Christopher Nosnibor

True to form, details of the theory or process behind Gintas K’s third release of 2020 are sparse: ‘Played & recorded live by Gintas K 2019. Recorded live at once, without any overdub; using computer, midi keyboard & controller assigned to vst plugins’.

What he presents here are three longform compositions, between fifteen and twenty-one minutes apiece, each accompanied by an ‘extension’ piece, of around five minutes or so, which tacks on to the end. The pieces are untitled, beyond ‘Track One’ and the date and what I assume to be the end time of recording.

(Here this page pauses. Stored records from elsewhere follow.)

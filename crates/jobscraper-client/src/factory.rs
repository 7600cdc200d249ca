use std::path::PathBuf;

use jobscraper_core::config::{SourceSettings, SourcesFile};
use jobscraper_core::enrich::LlmJobProcessor;
use jobscraper_core::error::AppError;
use jobscraper_core::instrument::{InstrumentedScraper, Metrics};
use jobscraper_core::pagination::PaginatedScraper;
use jobscraper_core::pipeline::ScraperService;
use jobscraper_core::registry::RunStatusRegistry;
use jobscraper_core::runner::ScrapeRunner;
use jobscraper_core::traits::{JobProcessor, JobStore};

use crate::jobsch::JobsChFetcher;
use crate::llm::{LlmConfig, OpenAiCompletionClient};
use crate::prompts::FilePromptRepository;

/// Configuration key for the jobs.ch source.
pub const JOBSCH_SOURCE: &str = "jobsch";

/// Display name reported by the jobs.ch scraper.
pub const JOBSCH_NAME: &str = "Jobs.ch";

pub type JobsChScraper = PaginatedScraper<JobsChFetcher>;

/// Every configured source, wrapped for metrics.
pub type SourceScraper = InstrumentedScraper<JobsChScraper>;

pub type OpenAiJobProcessor = LlmJobProcessor<OpenAiCompletionClient, FilePromptRepository>;

/// Build the scraper registered under `name` in the sources file.
pub fn build_scraper(name: &str, settings: &SourceSettings) -> Result<JobsChScraper, AppError> {
    match name {
        JOBSCH_SOURCE => {
            let fetcher = JobsChFetcher::new(&settings.base_url)?
                .with_query(settings.query.clone())
                .with_api_key(settings.api_key.clone());
            Ok(PaginatedScraper::new(JOBSCH_NAME, fetcher)
                .with_page_size(settings.page_size)
                .with_max_pages(settings.max_pages))
        }
        other => Err(AppError::UnknownSource(other.to_string())),
    }
}

pub fn build_processor(
    config: LlmConfig,
    prompts_dir: impl Into<PathBuf>,
) -> Result<OpenAiJobProcessor, AppError> {
    let client = OpenAiCompletionClient::new(config)?;
    tracing::info!(model = client.model(), "Text service client ready");
    Ok(LlmJobProcessor::new(
        client,
        FilePromptRepository::new(prompts_dir),
    ))
}

/// Register every source in `sources` on a runner sharing one store and processor.
pub fn build_runner<St, P>(
    store: St,
    processor: P,
    sources: &SourcesFile,
    metrics: &Metrics,
) -> Result<ScrapeRunner<St, P, SourceScraper>, AppError>
where
    St: JobStore + 'static,
    P: JobProcessor + 'static,
{
    let service = ScraperService::new(store, processor, RunStatusRegistry::new());
    let mut runner = ScrapeRunner::new(service);
    for (name, settings) in &sources.scrapers {
        let scraper = InstrumentedScraper::new(build_scraper(name, settings)?, metrics.clone());
        runner.register(name.clone(), scraper, settings.scraper_config())?;
    }
    Ok(runner)
}
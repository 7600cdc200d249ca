use thiserror::Error;

/// Application-wide error types for jobscraper.
#[derive(Error, Debug)]
pub enum AppError {
    /// HTTP request failed (listing page, job detail, or LLM endpoint).
    #[error("HTTP error: {0}")]
    HttpError(String),

    /// LLM API call failed.
    #[error("LLM error (HTTP {status_code}): {message}")]
    LlmError { message: String, status_code: u16 },

    /// A reply from the text service could not be turned into a job.
    #[error("Parse error: {0}")]
    ParseError(String),

    /// JSON serialization/deserialization failed.
    #[error("Serialization error: {0}")]
    SerializationError(#[from] serde_json::Error),

    /// Request timed out.
    #[error("Request timed out after {0} seconds")]
    Timeout(u64),

    /// Rate limit exceeded.
    #[error("Rate limit exceeded")]
    RateLimitExceeded,

    /// Network/connection error.
    #[error("Network error: {0}")]
    NetworkError(String),

    /// Database operation failed.
    #[error("Database error: {0}")]
    DatabaseError(String),

    /// Invalid or missing configuration.
    #[error("Configuration error: {0}")]
    ConfigError(String),

    /// Prompt template could not be loaded.
    #[error("Prompt error: {0}")]
    PromptError(String),

    /// Cron scheduler failed to start, stop, or register a firing.
    #[error("Scheduler error: {0}")]
    SchedulerError(String),

    /// No scraper is registered under this name.
    #[error("Unknown scraper: {0}")]
    UnknownSource(String),

    /// A caller-supplied value was rejected.
    #[error("Invalid request: {0}")]
    InvalidRequest(String),

    /// Generic error.
    #[error("{0}")]
    Generic(String),
}

impl AppError {
    /// Short, stable label used for metrics and API error bodies.
    pub fn kind(&self) -> &'static str {
        match self {
            AppError::HttpError(_) => "http_error",
            AppError::LlmError { .. } => "llm_error",
            AppError::ParseError(_) => "parse_error",
            AppError::SerializationError(_) => "serialization_error",
            AppError::Timeout(_) => "timeout",
            AppError::RateLimitExceeded => "rate_limit_exceeded",
            AppError::NetworkError(_) => "network_error",
            AppError::DatabaseError(_) => "database_error",
            AppError::ConfigError(_) => "config_error",
            AppError::PromptError(_) => "prompt_error",
            AppError::SchedulerError(_) => "scheduler_error",
            AppError::UnknownSource(_) => "unknown_source",
            AppError::InvalidRequest(_) => "invalid_request",
            AppError::Generic(_) => "internal_error",
        }
    }
}

impl From<tokio_cron_scheduler::JobSchedulerError> for AppError {
    fn from(err: tokio_cron_scheduler::JobSchedulerError) -> Self {
        AppError::SchedulerError(err.to_string())
    }
}
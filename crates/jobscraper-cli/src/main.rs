use std::path::{Path, PathBuf};
use std::sync::Arc;

use anyhow::{Context, Result};
use clap::{Parser, Subcommand};
use tracing_subscriber::EnvFilter;

use jobscraper_client::{LlmConfig, build_processor, build_runner};
use jobscraper_core::config::SourcesFile;
use jobscraper_core::cron::CronSchedule;
use jobscraper_core::instrument::Metrics;
use jobscraper_core::models::RunStatus;
use jobscraper_core::traits::JobStore;
use jobscraper_db::{Database, DatabaseConfig, PgJobStore};

#[derive(Parser)]
#[command(name = "jobscraper", version, about = "Job posting scraper with LLM enrichment")]
struct Cli {
    /// Scraper configuration file
    #[arg(
        short,
        long,
        global = true,
        env = "JOBSCRAPER_CONFIG",
        default_value = "config/scrapers.toml"
    )]
    config: PathBuf,

    #[command(subcommand)]
    command: Commands,
}

#[derive(Subcommand)]
enum Commands {
    /// Run one scrape to completion and print the run result
    Scrape {
        /// Source name from the configuration file
        #[arg(short, long)]
        source: String,

        /// Pages to fetch (defaults to the source's default_pages)
        #[arg(short, long)]
        pages: Option<u32>,

        /// Directory holding prompt templates
        #[arg(long, env = "JOBSCRAPER_PROMPTS_DIR", default_value = "prompts")]
        prompts_dir: PathBuf,
    },

    /// Print stored jobs, newest first
    Jobs {
        /// Number of jobs to show
        #[arg(short, long, default_value_t = 20)]
        limit: usize,
    },

    /// List configured sources and their schedules
    Sources,
}

#[tokio::main]
async fn main() -> Result<()> {
    // Load .env if present
    let _ = dotenvy::dotenv();

    tracing_subscriber::fmt()
        .with_env_filter(EnvFilter::from_default_env().add_directive("jobscraper=info".parse()?))
        .with_target(false)
        .with_writer(std::io::stderr)
        .init();

    let cli = Cli::parse();

    match cli.command {
        Commands::Scrape {
            source,
            pages,
            prompts_dir,
        } => {
            let sources = load_sources(&cli.config)?;
            let store = connect_db().await?;
            cmd_scrape(store, &sources, &source, pages, prompts_dir).await?;
        }
        Commands::Jobs { limit } => {
            let store = connect_db().await?;
            cmd_jobs(&store, limit).await?;
        }
        Commands::Sources => {
            let sources = load_sources(&cli.config)?;
            cmd_sources(&sources)?;
        }
    }

    Ok(())
}

fn load_sources(path: &Path) -> Result<SourcesFile> {
    SourcesFile::load(path)
        .with_context(|| format!("Failed to load scraper configuration from {}", path.display()))
}

/// Connect to PostgreSQL using DATABASE_URL and apply migrations.
async fn connect_db() -> Result<PgJobStore> {
    let config = DatabaseConfig::from_env()?;
    let db = Database::connect(&config)
        .await
        .context("Failed to connect to database")?;
    db.migrate().await?;
    Ok(db.job_store())
}

async fn cmd_scrape(
    store: PgJobStore,
    sources: &SourcesFile,
    source: &str,
    pages: Option<u32>,
    prompts_dir: PathBuf,
) -> Result<()> {
    let processor = build_processor(LlmConfig::from_env()?, prompts_dir)?;
    let runner = Arc::new(build_runner(store, processor, sources, &Metrics::new())?);

    let interrupt = {
        let runner = Arc::clone(&runner);
        tokio::spawn(async move {
            if tokio::signal::ctrl_c().await.is_ok() {
                tracing::warn!("Interrupted, cancelling run");
                runner.shutdown().await;
            }
        })
    };

    let result = runner.run(source, pages).await;
    interrupt.abort();
    let result = result?;

    println!("{}", serde_json::to_string_pretty(&result)?);

    if result.status == RunStatus::Failed {
        anyhow::bail!(
            "Run failed: {}",
            result.error.as_deref().unwrap_or("unknown error")
        );
    }
    Ok(())
}

async fn cmd_jobs(store: &PgJobStore, limit: usize) -> Result<()> {
    let jobs = store.list_jobs(limit).await?;
    let total = store.count_jobs().await?;

    eprintln!("Showing {} of {total} stored jobs", jobs.len());
    println!("{}", serde_json::to_string_pretty(&jobs)?);
    Ok(())
}

fn cmd_sources(sources: &SourcesFile) -> Result<()> {
    if sources.scrapers.is_empty() {
        println!("No scrapers configured.");
        return Ok(());
    }

    println!(
        "{:<12} {:<24} {:>7} {:>5}  BASE URL",
        "NAME", "SCHEDULE (UTC)", "DEFAULT", "MAX"
    );
    for (name, settings) in &sources.scrapers {
        let schedule: CronSchedule = settings.schedule.parse()?;
        println!(
            "{:<12} {:<24} {:>7} {:>5}  {}",
            name, schedule, settings.default_pages, settings.max_pages, settings.base_url
        );
    }
    Ok(())
}
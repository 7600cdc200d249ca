use crate::error::AppError;
use crate::models::Job;
use crate::parser::parse_job;
use crate::traits::{CompletionClient, JobProcessor, PromptSource};

pub const DEFAULT_PROMPT_NAME: &str = "job_extraction";

const DESCRIPTION_PLACEHOLDER: &str = "{description}";

/// Enriches raw jobs by asking a text service to extract structured fields.
#[derive(Debug, Clone)]
pub struct LlmJobProcessor<C, P> {
    client: C,
    prompts: P,
    prompt_name: String,
}

impl<C: CompletionClient, P: PromptSource> LlmJobProcessor<C, P> {
    pub fn new(client: C, prompts: P) -> Self {
        Self {
            client,
            prompts,
            prompt_name: DEFAULT_PROMPT_NAME.to_string(),
        }
    }

    pub fn with_prompt_name(mut self, name: impl Into<String>) -> Self {
        self.prompt_name = name.into();
        self
    }
}

/// Fill the template's `{description}` placeholder, or append the
/// description when the template has none.
pub fn render_prompt(template: &str, description: &str) -> String {
    if template.contains(DESCRIPTION_PLACEHOLDER) {
        template.replace(DESCRIPTION_PLACEHOLDER, description)
    } else {
        format!("{}\n\n{}", template.trim_end(), description)
    }
}

impl<C: CompletionClient, P: PromptSource> JobProcessor for LlmJobProcessor<C, P> {
    async fn process(&self, job: &Job) -> Result<Job, AppError> {
        let template = self.prompts.get_prompt(&self.prompt_name)?;
        let prompt = render_prompt(&template, &job.description);

        tracing::debug!(url = %job.url, prompt_len = prompt.len(), "Requesting enrichment");
        let reply = self.client.complete(&prompt).await?;

        let mut enriched = parse_job(&reply)?;
        if enriched.description.trim().is_empty() {
            enriched.description = job.description.clone();
        }
        Ok(enriched)
    }
}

K works from a palette of synapse-popping digital froth, tiny bleeping tones that fly around in all directions like amoeba in a cellular explosion, which builds to some neurone-blasting crescendos of whirring electronics and fizzing bursts of static and sparks. Amidst a swampy swirl of squelchiness rises a hum of interference, like an FM radio when a mobile phone’ been left next to it. ‘track one’ dissolves into a mass of amorphous midrange; its counterpart ‘extension’ reprises the glitching wow and flutter, ping and springs of the majority of the preceding twenty minutes, and follows a similar structural trajectory, only over a quarter of the time-frame.

‘track two’, recorded the following day in November of 2019 is, ostensibly, more of the same, with birdlike tweets and twitters fluttering around random clunks and thuds. Here, initially, there is more restraint, fewer fireworks, and more space between the sonic somersaults, until, briefly but intensely, about five minutes in, when a fierce blast of static cuts the babbling bleeps, washing away the sound to silence. Granular notes trickle in a minuscule but rapid flow which hurries keenly toward the conclusion, only to return for the extension piece, sounding rather like the tape being rewound.

Bloops, glops, tweets and twangs abound once more on ‘track three’, and if the pieces on Extensions are given to a certain sameness, it’s testament to Kraptavičius’ focus and dedication that he explores such a small sonic area in such intensely obsessive detail. Gintas K creates intensely insular music, which picks through the details of its own creation in a microscopic level, and if his spheres of reference seem suffocatingly introverted and inwardly-focused, then that’s precisely because they are, and it’s welcome. Instead of eternally reflecting on his emotions, like so many musicians, his work emerges from an infinite loop of self-reflectivity concerning its own content, and as such exists in a space that is free of such emotional self-indulgence. If this is indulgent – and perhaps it is – it’s equally scientific and detached, which very much paces it in a different bracket. And as Gintas K continues to pursue a most singular journey, it’s most educational to be able to tag along.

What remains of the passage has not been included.